Vitamin D3 might benefit prostate cancer (PCa) patients because prostate cells can locally synthesize the active hormone calcitriol.

OBJECTIVE

Our objective was to determine the effects of oral vitamin D3 on vitamin D metabolites and PCa proliferative activity in prostate tissue.

DESIGN AND SETTING

We conducted a double-blind randomized clinical trial at surgical oncology clinics in Toronto, Canada.

PATIENTS

PCa patients (Gleason 6 or 7) participated in the study. Of 66 subjects who were enrolled, 63 completed the dosing protocol.

INTERVENTION

Vitamin D3 (400, 10000, or 40000 IU/d) was orally administered before radical prostatectomy.

MAIN OUTCOME MEASURES

We evaluated vitamin D metabolite levels and Ki67 labeling in surgical prostate tissue. Safety measures, PTH, and prostate-specific antigen (PSA) were also assessed.

RESULTS

Prostate tissue and serum levels of vitamin D metabolites, including calcitriol, increased dose dependently (P<.03) and were significantly higher in the 40000-IU/d group than in every other dose group (P<.03). Prostate vitamin D metabolites correlated positively with serum levels (P<.0001).

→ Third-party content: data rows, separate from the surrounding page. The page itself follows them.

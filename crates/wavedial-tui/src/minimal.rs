//! Minimal line-mode presenter: numbered list, one prompt, then a running
//! "Currently playing" ticker on stdout.

use tokio::io::{AsyncBufRead, AsyncBufReadExt, AsyncWrite, AsyncWriteExt, BufReader};
use tokio::sync::mpsc;
use tracing::info;

use wavedial_proto::station::Catalog;

use crate::driver::Driver;
use crate::status::StatusEvent;

/// Parse a 1-based selection; `None` for anything outside `1..=count`.
pub fn parse_selection(input: &str, count: usize) -> Option<usize> {
    let n: usize = input.trim().parse().ok()?;
    (1..=count).contains(&n).then(|| n - 1)
}

pub async fn write_station_list<C: Catalog, W: AsyncWrite + Unpin>(
    catalog: &C,
    out: &mut W,
) -> anyhow::Result<()> {
    for (i, name) in catalog.rows().iter().enumerate() {
        out.write_all(format!("{:>3}. {}\n", i + 1, name).as_bytes())
            .await?;
    }
    out.flush().await?;
    Ok(())
}

/// Prompt until a valid number is entered.  `None` when input ends first.
pub async fn prompt_selection<R, W>(
    count: usize,
    input: &mut R,
    out: &mut W,
) -> anyhow::Result<Option<usize>>
where
    R: AsyncBufRead + Unpin,
    W: AsyncWrite + Unpin,
{
    let mut line = String::new();
    loop {
        out.write_all(format!("Your selection [1-{}]: ", count).as_bytes())
            .await?;
        out.flush().await?;

        line.clear();
        if input.read_line(&mut line).await? == 0 {
            return Ok(None);
        }
        if let Some(idx) = parse_selection(&line, count) {
            return Ok(Some(idx));
        }
    }
}

/// Print status until the stream ends or the reader goes away.
pub async fn follow_status<W: AsyncWrite + Unpin>(
    status_rx: &mut mpsc::UnboundedReceiver<StatusEvent>,
    debug: bool,
    out: &mut W,
) -> anyhow::Result<()> {
    while let Some(evt) = status_rx.recv().await {
        let text = match evt {
            StatusEvent::TitleChanged(title) => format!("Currently playing: {}\n", title),
            StatusEvent::RawLine(line) if debug => format!("{}\n", line),
            StatusEvent::StreamEnded(reason) => {
                if debug {
                    out.write_all(format!("Pipe closed: {}\n", reason).as_bytes())
                        .await?;
                }
                break;
            }
            _ => continue,
        };
        out.write_all(text.as_bytes()).await?;
        out.flush().await?;
    }
    out.flush().await?;
    Ok(())
}

pub async fn run<D: Driver, C: Catalog>(
    mut driver: D,
    catalog: C,
    mut status_rx: mpsc::UnboundedReceiver<StatusEvent>,
    debug: bool,
) -> anyhow::Result<()> {
    let mut out = tokio::io::stdout();
    let mut input = BufReader::new(tokio::io::stdin());

    if catalog.is_empty() {
        out.write_all(b"No stations found.\n").await?;
        return Ok(());
    }

    write_station_list(&catalog, &mut out).await?;
    let Some(idx) = prompt_selection(catalog.len(), &mut input, &mut out).await? else {
        return Ok(());
    };
    let Some(station) = catalog.get_selected(idx) else {
        return Ok(());
    };
    info!("minimal: playing {} ({})", station.name, station.url);
    driver.play(&station.url).await?;

    tokio::select! {
        res = follow_status(&mut status_rx, debug, &mut out) => res?,
        _ = tokio::signal::ctrl_c() => info!("minimal: interrupted"),
    }

    driver.close().await;
    Ok(())
}

#[cfg(test)]
mod tests {
    use super::*;
    use std::path::PathBuf;
    use wavedial_proto::station::{Station, StationList};

    #[test]
    fn test_parse_selection() {
        assert_eq!(parse_selection("1\n", 2), Some(0));
        assert_eq!(parse_selection(" 2 ", 2), Some(1));
        assert_eq!(parse_selection("0", 2), None);
        assert_eq!(parse_selection("3", 2), None);
        assert_eq!(parse_selection("jazz", 2), None);
    }

    #[tokio::test]
    async fn test_prompt_retries_until_valid() {
        let mut input: &[u8] = b"x\n9\n2\n";
        let mut out = Vec::new();
        let idx = prompt_selection(2, &mut input, &mut out).await.unwrap();
        assert_eq!(idx, Some(1));
        let text = String::from_utf8(out).unwrap();
        assert_eq!(text.matches("Your selection [1-2]: ").count(), 3);
    }

    #[tokio::test]
    async fn test_prompt_eof() {
        let mut input: &[u8] = b"";
        let mut out = Vec::new();
        assert_eq!(prompt_selection(2, &mut input, &mut out).await.unwrap(), None);
    }

    #[tokio::test]
    async fn test_station_list_numbering() {
        let catalog = StationList::from_stations(
            PathBuf::from("unused.csv"),
            vec![Station::new("NPR", "http://a"), Station::new("Jazz", "http://b")],
        );
        let mut out = Vec::new();
        write_station_list(&catalog, &mut out).await.unwrap();
        assert_eq!(String::from_utf8(out).unwrap(), "  1. NPR\n  2. Jazz\n");
    }

    #[tokio::test]
    async fn test_follow_status_until_stream_ends() {
        let (tx, mut rx) = mpsc::unbounded_channel();
        tx.send(StatusEvent::RawLine("Cache fill: 3%".into())).unwrap();
        tx.send(StatusEvent::TitleChanged("Song A".into())).unwrap();
        tx.send(StatusEvent::VolumeChanged(40)).unwrap();
        tx.send(StatusEvent::StreamEnded("EOF".into())).unwrap();
        tx.send(StatusEvent::TitleChanged("never shown".into())).unwrap();

        let mut out = Vec::new();
        follow_status(&mut rx, false, &mut out).await.unwrap();
        assert_eq!(String::from_utf8(out).unwrap(), "Currently playing: Song A\n");
    }

    #[tokio::test]
    async fn test_follow_status_debug_shows_raw_lines() {
        let (tx, mut rx) = mpsc::unbounded_channel();
        tx.send(StatusEvent::RawLine("Cache fill: 3%".into())).unwrap();
        drop(tx);

        let mut out = Vec::new();
        follow_status(&mut rx, true, &mut out).await.unwrap();
        assert_eq!(String::from_utf8(out).unwrap(), "Cache fill: 3%\n");
    }
}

Ki67 measures did not differ significantly among vitamin D dose groups. However, cross-sectional analysis indicated that the calcitriol level attained in prostate was inversely associated with Ki67 intensity and Ki67 (3+) percent positive nuclei in PCa and benign tissue (P<.05). Safety measures did not change adversely with dosing. Compared with the 400-IU/d group, serum PTH and PSA were lower in the combined higher-dose groups at the end of the study (P< .02).

CONCLUSIONS

Oral vitamin D3 raised prostate calcitriol levels (level 1 evidence) and modestly lowered both PSA and PTH. Although Ki67 expression did not differ among dose groups, its levels correlated inversely with prostate calcitriol. These suggestions of clinical benefit justify continued clinical research.